Fui llevado al calabozo en espera del trasporte que me llevaría a la prisión "disciplinaria" donde debía cumplir los dos años de sanción.
El calabozo de la PNR era pequeño. Allí estaba Ernesto, un joven que, como yo, esperaba el traslado.
Estábamos sin esperanzas de libertad; supuestamente, todo estaba escrito. Pero vimos que la reja del calabozo no tenía candado, solo unas esposas viejas y rotas. De madrugada abrimos con paciencia y, saltando tapias, y pasando por patios del vecindario, logramos salir a la calle.
Caminamos varios kilómetros con destino a Sancti Spíritus, hasta que una guagua nos paró. Ernesto siguió porque era de alguna ciudad más al oeste.
Toqué en las puertas de casa, y bajo el llanto de mi madre y el nerviosismo del viejo Entenza, recogí alguna ropa, los abracé con fuerza, a ellos, a mis dos hermanos y a abuela Margot, viuda de Ciro. Le pedí al viejo 100 pesos y me largué a los campos de Trinidad, a Palmarito, donde vivía una tía paterna.
En el viaje pensé que mi abuelo Ciro me decía desde algún punto del universo, manejando en su Opel Kapitän: "Toda la vida, estaría contigo...", pero la cagaste, mijo.
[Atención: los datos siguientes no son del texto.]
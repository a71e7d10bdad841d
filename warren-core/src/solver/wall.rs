//! Wall followers ("left" / "right").
//!
//! No memory beyond the current cell and facing: keep one hand on the
//! wall and walk. Complete on perfect mazes; in braided mazes a follower
//! can orbit an isolated cycle forever, so the walk is capped at
//! `4 · cells` steps and reports failure past the cap instead of looping.

use crate::cancel::CancelToken;
use crate::error::Result;
use crate::events::{Event, EventSink};
use crate::grid::{Cell, Dir, Grid};
use crate::solver::SolveOutcome;

/// Which hand stays on the wall.
#[derive(Clone, Copy, Debug, PartialEq, Eq)]
pub enum Hand {
    /// Prefer turning left.
    Left,
    /// Prefer turning right.
    Right,
}

/// Directions in clockwise turning order.
const CLOCKWISE: [Dir; 4] = [Dir::North, Dir::East, Dir::South, Dir::West];

/// Runs the wall follower between the endpoints.
pub fn solve(
    grid: &mut Grid,
    start: (u32, u32),
    exit: (u32, u32),
    hand: Hand,
    cancel: &CancelToken,
    sink: &mut dyn EventSink,
) -> Result<SolveOutcome> {
    let mut facing = 1usize; // east
    let (mut x, mut y) = start;

    let mut path = vec![start];
    grid.set_flag(x, y, Cell::VISITED_SOLVE, true);
    sink.on_event(Event::visit(x, y));
    let mut visited_count = 1u64;

    let step_cap = 4 * grid.len();
    let mut steps = 0u64;

    while (x, y) != exit && steps < step_cap {
        cancel.check()?;

        // Left hand: try the left turn, then straight, right, and back.
        // Right hand mirrors. Offsets are in clockwise index space.
        let offsets: [usize; 4] = match hand {
            Hand::Left => [3, 0, 1, 2],
            Hand::Right => [1, 0, 3, 2],
        };

        let mut moved = false;
        for offset in offsets {
            let candidate = (facing + offset) % 4;
            let dir = CLOCKWISE[candidate];
            if grid.has_wall(x, y, dir) {
                continue;
            }
            if let Some((nx, ny)) = grid.neighbor(x, y, dir) {
                x = nx;
                y = ny;
                facing = candidate;
                path.push((x, y));
                if !grid.cell(x, y).visited_solve() {
                    grid.set_flag(x, y, Cell::VISITED_SOLVE, true);
                    sink.on_event(Event::visit(x, y));
                    visited_count += 1;
                }
                moved = true;
                break;
            }
        }

        if !moved {
            break; // sealed cell, nothing reachable
        }
        steps += 1;
    }

    if (x, y) != exit {
        return Ok(SolveOutcome::failure(visited_count));
    }

    for &(px, py) in &path {
        grid.set_flag(px, py, Cell::ON_PATH, true);
        sink.on_event(Event::path(px, py));
    }
    Ok(SolveOutcome {
        found: true,
        path,
        visited_count,
    })
}
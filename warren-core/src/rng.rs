//! Deterministic seeded randomness.
//!
//! Every component that makes random choices (generators, the braider,
//! organic agents) draws from a Xoshiro256++ generator seeded from a single
//! `u64`. Reproducibility at a fixed seed is a hard requirement: the same
//! `(seed, width, height, algorithm, options)` tuple must always produce the
//! same final grid.
//!
//! Serial algorithms borrow one master stream. Data-parallel algorithms
//! derive one independent stream per unit of work (fractal block, organic
//! agent) with [`stream`], so the output does not depend on thread
//! scheduling.

use rand::SeedableRng;
use rand_xoshiro::Xoshiro256PlusPlus;

/// The engine's PRNG. 64-bit seedable, 256-bit state, fast and splittable.
pub type MazeRng = Xoshiro256PlusPlus;

/// Weyl increment used to decorrelate derived stream seeds.
const STREAM_GAMMA: u64 = 0x9e37_79b9_7f4a_7c15;

/// Creates the master stream for a run.
pub fn seeded(seed: u64) -> MazeRng {
    MazeRng::seed_from_u64(seed)
}

/// Derives the `index`-th sub-stream of `seed`.
///
/// `seed_from_u64` runs its input through SplitMix64, so distinct
/// `(seed, index)` pairs land on unrelated points of the state space. Used
/// by the parallel generators to give each block or agent its own stream.
pub fn stream(seed: u64, index: u64) -> MazeRng {
    MazeRng::seed_from_u64(seed.wrapping_add(index.wrapping_add(1).wrapping_mul(STREAM_GAMMA)))
}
Nota del autor: Los nombres de personas, excepto los de mi familia, son ficticios, y algunos giros de conversación también están tratados de otra forma. Después de casi medio siglo es imposible retener nombres y frases literales. Pero, la historia es real, contada con toda la exactitud que permiten los recuerdos.